L'importance d'une authentification forte à la fois du praticien et du patient nous a semblé plus anecdotique nous concernant, puisque nos actes en télésoin sont soumis à une rencontre préalable en présentiel du patient pour le bilan initial, et la réalisation des actes obligatoirement par vidéotransmission.
De même, nous sommes peu concernés par le remplacement ponctuel du praticien ; nous resterons toutefois attentifs à ne pas recevoir de pénalité en cas de non-remplacement pendant nos congés. Visiblement, le législateur ignore la difficulté des orthophonistes à trouver des remplaçants pour de courtes durées !
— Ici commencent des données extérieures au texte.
//! Filter configuration.
//!
//! Loaded once when the filter factory is initialized. Every field has a
//! default, so an empty document is a valid configuration:
//!
//! ```yaml
//! worker_threads: 2
//! thread_name: vfx-denoise
//! disabled_providers: [nvidia_video_noise_removal]
//! ```

use std::path::Path;

use serde::{Deserialize, Serialize};

use crate::{DenoiseError, DenoiseResult, ProviderId};

/// Process-wide settings of the denoise filter.
#[derive(Debug, Clone, PartialEq, Eq, Serialize, Deserialize)]
#[serde(default, deny_unknown_fields)]
pub struct FilterConfig {
    /// Threads of the pool running provider switches.
    pub worker_threads: usize,
    /// Prefix of worker thread names.
    pub thread_name: String,
    /// Providers never probed or offered.
    pub disabled_providers: Vec<ProviderId>,
}

impl Default for FilterConfig {
    fn default() -> Self {
        Self {
            worker_threads: 2,
            thread_name: "vfx-denoise".to_string(),
            disabled_providers: Vec::new(),
        }
    }
}

impl FilterConfig {
    /// Loads configuration from a YAML file.
    pub fn from_file(path: impl AsRef<Path>) -> DenoiseResult<Self> {
        let content = std::fs::read_to_string(path.as_ref())?;
        Self::from_yaml_str(&content)
    }

    /// Loads configuration from a YAML string.
    pub fn from_yaml_str(yaml: &str) -> DenoiseResult<Self> {
        let config: Self = if yaml.trim().is_empty() {
            Self::default()
        } else {
            serde_yaml::from_str(yaml)?
        };
        config.validate()?;
        Ok(config)
    }

    pub fn validate(&self) -> DenoiseResult<()> {
        if self.worker_threads == 0 {
            return Err(DenoiseError::Config("worker_threads must be at least 1".into()));
        }
        if self.thread_name.is_empty() {
            return Err(DenoiseError::Config("thread_name must not be empty".into()));
        }
        if self.disabled_providers.contains(&ProviderId::Automatic) {
            return Err(DenoiseError::Config(
                "'automatic' is not a provider and cannot be disabled".into(),
            ));
        }
        Ok(())
    }
}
Le référentiel en concertation publique
Depuis le 9 juin et jusqu'au 9 juillet, le référentiel ainsi élaboré est mis en concertation publique.
Vous pouvez participer à cette concertation ici : https://participez.esante.gouv.fr/consultation/referentiel-fonctionnel-des-logiciels-de-telesoin/presentation/presentation
À l'issue de cette dernière phase, le référentiel fonctionnel sera validé et fera l'objet d'une publication par l'ANS.
À partir de cette publication, les prestataires de services du télésoin devront respecter ce cahier des charges et les professionnels seront tenus d'utiliser des solutions techniques respectant les exigences de l'ANS.
Les orthophonistes devront ainsi souscrire aux offres de ces prestataires qui, n'en doutons pas, ajusteront parfaitement leurs tarifs aux subventions d'équipement (voir Avenant 17 à la Convention nationale, qui alloue 350 euros pour l'équipement de vidéotransmission et 175 euros pour l'équipement en appareils médicaux connectés).
Si notre ministère de tutelle semble avoir choisi pour l'instant de faire subventionner indirectement ces équipements par l'Assurance Maladie, nous ne savons pas s'il réfléchit à développer sa propre solution gratuite et accessible à tous, comme il l'a fait avec la messagerie sécurisée de santé.
Certaines régions y ont travaillé, notamment en Auvergne Rhône Alpes, ajoutant un outil de téléconsultation aux services de e-santé déjà offerts aux professionnels de santé et patients par l'intermédiaire de MonSisra, cependant celui-ci n'intègre pas encore toutes les fonctionnalités nécessaires à la pratique de l'orthophonie, telles que déterminées avec l'ANS.